(WORK INSTRUCTION) Looking at the data below, state how many lines contain "long". No other words are wanted.
= = = =
//! lendwatch CLI
//!
//! Local execution entry point: runs the scheduler or a single check and
//! manages recipients.

use std::path::PathBuf;

use clap::{Parser, Subcommand};
use lendwatch::{
    config::{config_path, load_config, load_config_file},
    context::AppContext,
    error::{AppError, Result},
    models::Domain,
    pipeline::RefreshStatus,
};

/// lendwatch - Lending platform change notifier
#[derive(Parser, Debug)]
#[command(
    name = "lendwatch",
    version,
    about = "Polls lending-platform sources and notifies subscribers about changes"
)]
struct Cli {
    /// Path to data directory containing config and state files
    #[arg(short, long, default_value = "data")]
    data_dir: PathBuf,

    /// Enable verbose logging
    #[arg(short, long)]
    verbose: bool,

    #[command(subcommand)]
    command: Command,
}

#[derive(Subcommand, Debug)]
enum Command {
    /// Run the scheduler until interrupted
    Run,

    /// Run one check cycle now
    Refresh,

    /// Manage notification recipients
    Recipients {
        #[command(subcommand)]
        action: RecipientAction,
    },

    /// Validate configuration file
    Validate,

    /// Show snapshot ages and queue sizes
    Info,
}

#[derive(Subcommand, Debug)]
enum RecipientAction {
    /// List registered recipients
    List,

    /// Register a recipient
    Add {
        id: String,
        #[arg(long)]
        name: Option<String>,
    },

    /// Remove a recipient
    Remove { id: String },

    /// Flip a recipient's preference for one domain
    Toggle { id: String, domain: Domain },

    /// Flip a recipient's subscription to one news feed
    Feed { id: String, feed: String },
}

/// Initialize logging; `--verbose` wins over the configured level.
fn init_logging(verbose: bool, level: &str) {
    let level = if verbose { "debug" } else { level };
    env_logger::Builder::from_env(env_logger::Env::default().default_filter_or(level))
        .format_timestamp_secs()
        .init();
}

fn format_age(age: Option<std::time::Duration>) -> String {
    match age {
        Some(age) => {
            let mins = age.as_secs() / 60;
            format!("{}h {:02}m ago", mins / 60, mins % 60)
        }
        None => "never".to_string(),
    }
}

#[tokio::main]
async fn main() -> Result<()> {
    let cli = Cli::parse();

    // Logging level comes from the file, so read it before validating.
    let level = load_config_file(&config_path(&cli.data_dir))
        .map(|c| c.logging.level)
        .unwrap_or_else(|_| "info".to_string());
    init_logging(cli.verbose, &level);

    if let Command::Validate = cli.command {
        log::info!("Validating configuration...");
        if let Err(e) = load_config(&cli.data_dir) {
            log::error!("Config validation failed: {e}");
            return Err(e);
        }
        log::info!("Config OK");
        return Ok(());
    }

    let config = load_config(&cli.data_dir)?;
    let ctx = AppContext::from_config(config, &cli.data_dir).await?;

    match cli.command {
        Command::Run => {
            log::info!("lendwatch starting...");
            let mut handle = ctx.spawn_scheduler();
            let cancel = ctx.cancel_token();
            let finished = tokio::select! {
                _ = tokio::signal::ctrl_c() => {
                    ctx.shutdown();
                    None
                }
                _ = cancel.cancelled() => None,
                joined = &mut handle => Some(joined),
            };
            let joined = match finished {
                Some(joined) => joined,
                None => handle.await,
            };
            if let Err(e) = joined {
                log::error!("Scheduler task failed: {e}");
                ctx.shutdown();
                return Err(AppError::from(e));
            }
        }

        Command::Refresh => match ctx.force_refresh().await {
            RefreshStatus::Completed(report) => {
                println!("Refresh complete: {report}");
                for failure in &report.failed {
                    println!("  {}: {}", failure.domain, failure.message);
                }
            }
            status @ RefreshStatus::AlreadyRunning => println!("{status}"),
        },

        Command::Recipients { action } => match action {
            RecipientAction::List => {
                let recipients = ctx.list_recipients().await;
                if recipients.is_empty() {
                    println!("No recipients registered.");
                }
                for r in recipients {
                    let prefs: Vec<&str> = r.preferences.iter().map(Domain::as_str).collect();
                    if r.feeds.is_empty() {
                        println!("{}  [{}]", r.label(), prefs.join(", "));
                    } else {
                        let feeds: Vec<&str> = r.feeds.iter().map(String::as_str).collect();
                        println!(
                            "{}  [{}] feeds: {}",
                            r.label(),
                            prefs.join(", "),
                            feeds.join(", ")
                        );
                    }
                }
            }
            RecipientAction::Add { id, name } => {
                if ctx.register_recipient(&id, name).await? {
                    println!("Registered {id}");
                } else {
                    println!("{id} is already registered");
                }
            }
            RecipientAction::Remove { id } => match ctx.remove_recipient(&id).await? {
                Some(r) => println!("Removed {}", r.label()),
                None => println!("{id} is not registered"),
            },
            RecipientAction::Toggle { id, domain } => {
                match ctx.toggle_preference(&id, domain).await? {
                    Some(true) => println!("{domain} notifications enabled for {id}"),
                    Some(false) => println!("{domain} notifications disabled for {id}"),
                    None => println!("{id} is not registered"),
                }
            }
            RecipientAction::Feed { id, feed } => match ctx.toggle_feed(&id, &feed).await? {
                Some(true) => println!("{id} subscribed to {feed}"),
                Some(false) => println!("{id} unsubscribed from {feed}"),
                None => println!("{id} is not registered"),
            },
        },

        Command::Info => {
            let info = ctx.status().await;
            println!("Data directory: {}", info.data_dir.display());
            for (domain, age) in &info.snapshot_ages {
                println!("Snapshot {domain}: {}", format_age(*age));
            }
            println!("Sent registry: {} records", info.stats.sent_records);
            println!("Pending delayed: {}", info.stats.pending_items);
            println!("Failed messages: {}", info.failed_messages);
            println!("Recipients: {}", info.recipients);
        }

        Command::Validate => {}
    }

    Ok(())
}
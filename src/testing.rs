//! Fakes and record builders shared by unit tests.

use std::collections::{BTreeMap, HashMap, VecDeque};
use std::sync::Mutex;

use async_trait::async_trait;

use crate::error::{AppError, Result};
use crate::models::{CampaignRecord, Domain, Record, UpdateRecord};
use crate::services::{DeliveryError, Fetcher, NotificationChannel};

pub(crate) fn update(lender_id: u64, date: &str, status: &str) -> Record {
    Record::Update(UpdateRecord {
        lender_id,
        company_name: format!("Lender {lender_id}"),
        year: 2024,
        status: Some(status.to_string()),
        substatus: None,
        date: date.to_string(),
        description: format!("Update of {date}"),
        recovered_amount: None,
        remaining_amount: None,
        scraped_at: None,
        extra: BTreeMap::new(),
    })
}

pub(crate) fn campaign(id: u64, name: &str) -> Record {
    Record::Campaign(CampaignRecord {
        id,
        campaign_type: Some(1),
        name: name.to_string(),
        short_description: None,
        valid_from: None,
        valid_to: None,
        bonus_amount: None,
        required_principal_exposure: None,
        terms_conditions_link: None,
        scraped_at: None,
        extra: BTreeMap::new(),
    })
}

/// Fetcher that replays queued responses per domain.
#[derive(Default)]
pub(crate) struct ScriptedFetcher {
    responses: Mutex<HashMap<Domain, VecDeque<std::result::Result<Vec<Record>, String>>>>,
    calls: Mutex<HashMap<Domain, usize>>,
}

impl ScriptedFetcher {
    pub(crate) fn push(&self, domain: Domain, records: Vec<Record>) {
        self.enqueue(domain, Ok(records));
    }

    pub(crate) fn fail(&self, domain: Domain, message: &str) {
        self.enqueue(domain, Err(message.to_string()));
    }

    fn enqueue(&self, domain: Domain, response: std::result::Result<Vec<Record>, String>) {
        self.responses
            .lock()
            .unwrap()
            .entry(domain)
            .or_default()
            .push_back(response);
    }

    pub(crate) fn calls(&self, domain: Domain) -> usize {
        self.calls.lock().unwrap().get(&domain).copied().unwrap_or(0)
    }
}

#[async_trait]
impl Fetcher for ScriptedFetcher {
    async fn fetch(&self, domain: Domain) -> Result<Vec<Record>> {
        *self.calls.lock().unwrap().entry(domain).or_default() += 1;
        let next = self
            .responses
            .lock()
            .unwrap()
            .get_mut(&domain)
            .and_then(VecDeque::pop_front);
        match next {
            Some(Ok(records)) => Ok(records),
            Some(Err(message)) => Err(AppError::fetch(domain, message)),
            None => Err(AppError::fetch(domain, "no scripted response")),
        }
    }
}

/// Channel that records deliveries and replays scripted failures.
#[derive(Default)]
pub(crate) struct RecordingChannel {
    scripted: Mutex<HashMap<String, VecDeque<std::result::Result<(), DeliveryError>>>>,
    always: Mutex<HashMap<String, DeliveryError>>,
    calls: Mutex<HashMap<String, usize>>,
    delivered: Mutex<Vec<(String, String)>>,
}

impl RecordingChannel {
    pub(crate) fn script(&self, recipient: &str, result: std::result::Result<(), DeliveryError>) {
        self.scripted
            .lock()
            .unwrap()
            .entry(recipient.to_string())
            .or_default()
            .push_back(result);
    }

    pub(crate) fn fail_always(&self, recipient: &str, error: DeliveryError) {
        self.always
            .lock()
            .unwrap()
            .insert(recipient.to_string(), error);
    }

    pub(crate) fn calls(&self, recipient: &str) -> usize {
        self.calls.lock().unwrap().get(recipient).copied().unwrap_or(0)
    }

    pub(crate) fn delivered(&self) -> Vec<(String, String)> {
        self.delivered.lock().unwrap().clone()
    }

    pub(crate) fn delivered_to(&self, recipient: &str) -> Vec<String> {
        self.delivered()
            .into_iter()
            .filter(|(r, _)| r == recipient)
            .map(|(_, text)| text)
            .collect()
    }
}

#[async_trait]
impl NotificationChannel for RecordingChannel {
    async fn send_message(
        &self,
        recipient: &str,
        text: &str,
    ) -> std::result::Result<(), DeliveryError> {
        *self
            .calls
            .lock()
            .unwrap()
            .entry(recipient.to_string())
            .or_default() += 1;

        if let Some(error) = self.always.lock().unwrap().get(recipient) {
            return Err(error.clone());
        }
        let scripted = self
            .scripted
            .lock()
            .unwrap()
            .get_mut(recipient)
            .and_then(VecDeque::pop_front);
        if let Some(Err(error)) = scripted {
            return Err(error);
        }
        self.delivered
            .lock()
            .unwrap()
            .push((recipient.to_string(), text.to_string()));
        Ok(())
    }
}
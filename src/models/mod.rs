// src/models/mod.rs

//! Domain models for the watcher application.
//!
//! This module contains all data structures used throughout the application,
//! organized by their primary purpose.

mod config;
mod message;
mod recipient;
mod record;

// Re-export all public types
pub use config::{
    ChannelConfig, ChannelKind, Config, DispatchConfig, DomainSchedule, DomainsConfig,
    FeedSource, LenderSource, LoggingConfig, PollWindow, RegistryConfig, RetryConfig,
    ScheduleConfig, SourcesConfig, TemplateConfig,
};
pub use message::{FailedMessage, PendingDelayedItem};
pub use recipient::Recipient;
pub use record::{
    CampaignRecord, DocumentRecord, Domain, NewsRecord, Record, RecordId, Tracked, UpdateRecord,
};
// src/lib.rs

//! lendwatch: change detection and notification for lending-platform data.
//!
//! A cycle fetches every enabled domain, diffs it against the last
//! snapshot, notifies subscribers about new or changed records and
//! remembers what was sent so nothing goes out twice.

pub mod config;
pub mod context;
pub mod error;
pub mod models;
pub mod pipeline;
pub mod services;
pub mod storage;
pub mod utils;

#[cfg(test)]
pub(crate) mod testing;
= = = =
(SOLUTION) 3